[Given information]
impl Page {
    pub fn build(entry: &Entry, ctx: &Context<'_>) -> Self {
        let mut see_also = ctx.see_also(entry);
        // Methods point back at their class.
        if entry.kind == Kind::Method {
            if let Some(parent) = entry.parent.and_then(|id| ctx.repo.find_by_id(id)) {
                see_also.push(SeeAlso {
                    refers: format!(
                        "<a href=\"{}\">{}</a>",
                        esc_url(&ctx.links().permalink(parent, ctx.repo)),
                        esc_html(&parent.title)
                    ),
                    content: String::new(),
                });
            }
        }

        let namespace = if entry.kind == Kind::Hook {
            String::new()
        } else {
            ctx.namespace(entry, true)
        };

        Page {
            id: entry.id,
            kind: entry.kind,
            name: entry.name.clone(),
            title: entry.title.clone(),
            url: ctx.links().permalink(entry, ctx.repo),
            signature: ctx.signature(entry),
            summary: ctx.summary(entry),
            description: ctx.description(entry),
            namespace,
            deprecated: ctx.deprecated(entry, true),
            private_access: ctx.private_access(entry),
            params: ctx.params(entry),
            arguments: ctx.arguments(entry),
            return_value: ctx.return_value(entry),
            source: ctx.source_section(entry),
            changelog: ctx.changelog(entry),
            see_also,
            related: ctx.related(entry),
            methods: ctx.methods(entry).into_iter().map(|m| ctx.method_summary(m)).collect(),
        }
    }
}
==
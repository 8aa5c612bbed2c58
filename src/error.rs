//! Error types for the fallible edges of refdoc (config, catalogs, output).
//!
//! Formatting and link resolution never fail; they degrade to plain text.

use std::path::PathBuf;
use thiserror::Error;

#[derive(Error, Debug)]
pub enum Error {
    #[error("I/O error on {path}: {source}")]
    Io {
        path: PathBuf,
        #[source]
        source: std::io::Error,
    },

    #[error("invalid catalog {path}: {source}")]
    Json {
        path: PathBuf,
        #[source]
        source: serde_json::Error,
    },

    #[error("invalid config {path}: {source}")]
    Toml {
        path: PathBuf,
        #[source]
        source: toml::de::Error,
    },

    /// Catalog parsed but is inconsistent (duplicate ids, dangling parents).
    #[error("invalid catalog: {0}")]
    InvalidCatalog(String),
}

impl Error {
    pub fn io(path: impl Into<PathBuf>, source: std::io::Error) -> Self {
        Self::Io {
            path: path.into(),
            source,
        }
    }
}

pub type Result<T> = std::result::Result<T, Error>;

[Brief] A single number, please: the count of lines above that contain the string "permalink".

[Answer box] 2